Beyond “Trolls,” based on the popular toy line of the 1960s that DWA purchased outright in 2013, the studio also has franchise potential with “B.O.O.: Bureau of Otherworldly Operations,” “Boss Baby” and “Mumbai Musical.” Sequels to “Puss in Boots” and “The Croods” are planned as well.
And then there’s a third “How to Train Your Dragon” set for 2017.
DeBlois, who wrote and directed the first two “Dragon” films, is currently penning the script for the third.
“We’re excited about the third and final chapter of this story,” Arnold said.
A renewed focus on stories that appeal to broader audiences will help put some distance from reports that DWA is looking to find a new partner or buyer — last year, that included everyone from Japan’s Softbank to toymaker Hasbro.
To win the Globe, DWA beat out Disney’s “Big Hero 6,” Fox’s “The Book of Life,” Laika’s “The Boxtrolls” and WB’s “The Lego Movie.”
With “The Lego Movie” not even in the running for an Oscar, “Dragon 2” has less competition to contend with for Oscar gold.

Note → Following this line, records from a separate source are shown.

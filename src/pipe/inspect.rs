use crate::stage::{OutputCollector, Stage};
use std::marker::PhantomData;

/// Passes the item through while performing a side effect.
pub struct Inspect<T, F> {
    f: F,
    _phantom: PhantomData<fn(T)>,
}

impl<T, F: FnMut(&T)> Stage<T, T> for Inspect<T, F> {
    #[inline(always)]
    fn process<C>(&mut self, item: &T, collector: &mut C)
    where
        C: OutputCollector<T>,
    {
        (self.f)(item);
        collector.push(item);
    }
}

pub fn inspect<T>(f: impl FnMut(&T)) -> Inspect<T, impl FnMut(&T)> {
    Inspect {
        f,
        _phantom: PhantomData,
    }
}
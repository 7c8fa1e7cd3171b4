use crate::op_counter::OpCounter;
use crate::storage::journal_mmap::JournalMmap;
use bytemuck::Pod;
use std::cell::Cell;
use std::marker::PhantomData;
use std::path::{Path, PathBuf};
use std::sync::Arc;
use std::sync::atomic::AtomicU64;
use std::sync::atomic::Ordering::Relaxed;

pub struct JournalStoreOptions {
    pub name: String,
    /// Capacity in records.
    pub size: usize,
    pub in_memory: bool,
}

/// Append-only, fixed capacity log of `Pod` records.
///
/// There is exactly one writer; every [`StoreJournalReader`] keeps its own
/// cursor and can replay the journal from the beginning.
pub struct JournalStore<State: Pod + Send> {
    storage: JournalMmap,
    op_counter: Arc<OpCounter>,
    _marker: PhantomData<State>,
}

pub struct StoreJournalReader<State: Pod + Send> {
    next_index: Cell<usize>,
    storage: JournalMmap,
    op_count: Arc<AtomicU64>,
    _marker: PhantomData<State>,
}

impl<State: Pod + Send> JournalStore<State> {
    pub fn new(
        root_path: &Path,
        op_counter: Arc<OpCounter>,
        options: JournalStoreOptions,
    ) -> Result<Self, std::io::Error> {
        let total_size = options.size * size_of::<State>();
        let storage = if options.in_memory {
            JournalMmap::new(None, total_size)?
        } else {
            let path: PathBuf = root_path.join(format!("{}.journal", options.name));
            JournalMmap::new(Some(path), total_size)?
        };

        Ok(Self {
            op_counter,
            storage,
            _marker: PhantomData,
        })
    }

    /// # Panics
    /// Panics when the journal is at capacity.
    pub fn append(&mut self, state: &State) {
        let size = size_of::<State>();
        let current_pos = self.storage.get_write_index();
        assert!(
            current_pos + size <= self.storage.len(),
            "Store is full. Capacity: {}, Current position: {}, State size: {}",
            self.storage.len(),
            current_pos,
            size
        );
        self.storage.append(state);
    }

    pub fn reader(&self) -> StoreJournalReader<State> {
        StoreJournalReader {
            op_count: self.op_counter.new_counter(),
            next_index: Cell::new(0),
            storage: self.storage.reader(),
            _marker: PhantomData,
        }
    }

    pub fn size(&self) -> usize {
        self.storage.get_write_index() / size_of::<State>()
    }

    pub fn capacity(&self) -> usize {
        self.storage.len() / size_of::<State>()
    }
}

impl<State: Pod + Send> StoreJournalReader<State> {
    /// Advances the cursor. Returns `false` when nothing new has been written.
    pub fn next(&self) -> bool {
        let index_to_read = self.next_index.get();
        let offset = index_to_read * size_of::<State>();

        if offset + size_of::<State>() > self.storage.get_write_index() {
            return false;
        }

        self.next_index.set(index_to_read + 1);
        self.op_count.fetch_add(1, Relaxed);

        true
    }

    /// Runs `handler` on the record under the cursor.
    pub fn with<R>(&self, handler: impl FnOnce(&State) -> R) -> Option<R> {
        let next_index = self.next_index.get();
        if next_index == 0 {
            return None;
        }
        let offset = (next_index - 1) * size_of::<State>();
        Some(handler(self.storage.read(offset)))
    }

    pub fn with_at<R>(&self, at: usize, handler: impl FnOnce(&State) -> R) -> Option<R> {
        let offset = at * size_of::<State>();
        if offset + size_of::<State>() > self.storage.get_write_index() {
            return None;
        }
        Some(handler(self.storage.read(offset)))
    }

    pub fn get(&self) -> Option<State> {
        self.with(|s| *s)
    }

    pub fn get_at(&self, at: usize) -> Option<State> {
        self.with_at(at, |s| *s)
    }

    /// Number of records written so far.
    pub fn size(&self) -> usize {
        self.storage.get_write_index() / size_of::<State>()
    }

    /// Records written but not yet consumed by this reader.
    pub fn pending(&self) -> usize {
        self.size() - self.next_index.get()
    }
}

#[cfg(test)]
mod tests {
    use super::*;
    use crate::record::{AggregatedMeasurementRecord, SensorId};

    fn store(size: usize) -> JournalStore<AggregatedMeasurementRecord> {
        JournalStore::new(
            Path::new("data"),
            OpCounter::new(),
            JournalStoreOptions {
                name: "test".into(),
                size,
                in_memory: true,
            },
        )
        .unwrap()
    }

    fn record(ts: i64) -> AggregatedMeasurementRecord {
        AggregatedMeasurementRecord::new(SensorId::new("group").unwrap(), ts, ts as f64)
    }

    #[test]
    fn test_reader_cursor() {
        let mut store = store(4);
        let reader = store.reader();
        assert!(!reader.next());

        store.append(&record(1));
        store.append(&record(2));
        assert_eq!(reader.pending(), 2);

        assert!(reader.next());
        assert_eq!(reader.get(), Some(record(1)));
        assert!(reader.next());
        assert_eq!(reader.get(), Some(record(2)));
        assert!(!reader.next());
        assert_eq!(reader.pending(), 0);
        assert_eq!(reader.get_at(0), Some(record(1)));
        assert_eq!(reader.get_at(2), None);
    }

    #[test]
    fn test_independent_readers() {
        let mut store = store(4);
        let first = store.reader();
        store.append(&record(1));
        let second = store.reader();

        assert!(first.next());
        assert!(!first.next());
        assert!(second.next());
        assert_eq!(second.get(), Some(record(1)));
        assert_eq!(store.size(), 1);
        assert_eq!(store.capacity(), 4);
    }

    #[test]
    #[should_panic(expected = "Store is full")]
    fn test_panic_when_full() {
        let mut store = store(2);
        store.append(&record(1));
        store.append(&record(2));
        store.append(&record(3));
    }
}
use thiserror::Error;

/// Errors raised while assembling a topology. None of these can occur once
/// records are flowing.
#[derive(Debug, Error, PartialEq, Eq)]
pub enum ConfigError {
    #[error("window size must be positive, got {0}ms")]
    NonPositiveWindowSize(i64),
    #[error("window advance must be positive, got {0}ms")]
    NonPositiveAdvance(i64),
    #[error("window advance ({advance}ms) must not exceed window size ({size}ms)")]
    AdvanceExceedsSize { size: i64, advance: i64 },
    #[error("window size of {0}ms is larger than supported")]
    WindowTooLarge(i64),
    #[error("grace period of {0}ms is larger than supported")]
    GraceTooLarge(i64),
    #[error("grace period must not be negative, got {0}ms")]
    NegativeGrace(i64),
    #[error("topology needs at least one partition")]
    NoPartitions,
    #[error("journal capacity must be positive")]
    ZeroCapacity,
    #[error("stat kind '{0}' is registered twice")]
    DuplicateStatKind(String),
    #[error("output topic '{0}' is already bound to another stat kind")]
    DuplicateTopic(String),
    #[error("stat kind '{0}' has no storage key selector but a storage sink is configured")]
    MissingStorageKeySelector(String),
    #[error("topology has no stat kinds")]
    NoStatKinds,
    #[error("cannot open journal '{name}': {reason}")]
    Journal { name: String, reason: String },
}

/// Rejections at the record boundary.
#[derive(Debug, Error, PartialEq, Eq)]
pub enum RecordError {
    #[error("identifier '{identifier}' is longer than {max} bytes")]
    IdentifierTooLong { identifier: String, max: usize },
    #[error("identifier '{0}' contains a NUL byte")]
    IdentifierContainsNul(String),
    #[error("value of '{identifier}' at {timestamp} is not finite")]
    NonFiniteValue { identifier: String, timestamp: i64 },
    #[error("timestamp {timestamp} of '{identifier}' is outside the supported range")]
    TimestampOutOfRange { identifier: String, timestamp: i64 },
}

/// Failures reported by a durable storage writer.
#[derive(Debug, Error)]
pub enum StorageError {
    #[error("sqlite error: {0}")]
    Sqlite(#[from] rusqlite::Error),
    #[error("row for table '{table}' rejected: {reason}")]
    Rejected { table: String, reason: String },
    #[error("storage writer is unavailable: {0}")]
    Unavailable(String),
}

“Big Hero 6” is not yet on homevideo platforms, while “How to Train Your Dragon 2” has been available since November — and broken sales figures for a family title from Fox, which distributes DWA’s films. Interest in the film on digital platforms has picked up since the Globes win and should only increase now with the Oscar nomination.
“We never take anything for granted,” Arnold said. “It was a good year for animation. The five nominated movies really represent a really diverse slate” made up of a mix of hand-drawn and CG animation. “We’re in such good company.”
While the “Dragon” franchise has a strong fanbase, awards may not necessarily mean much to its younger audiences.
But nominations and actual wins do cause people “to take a second look” at the films and its spinoffs, Arnold said. “It just makes people who haven’t seen the movie pay more attention. That’s a good thing for us.”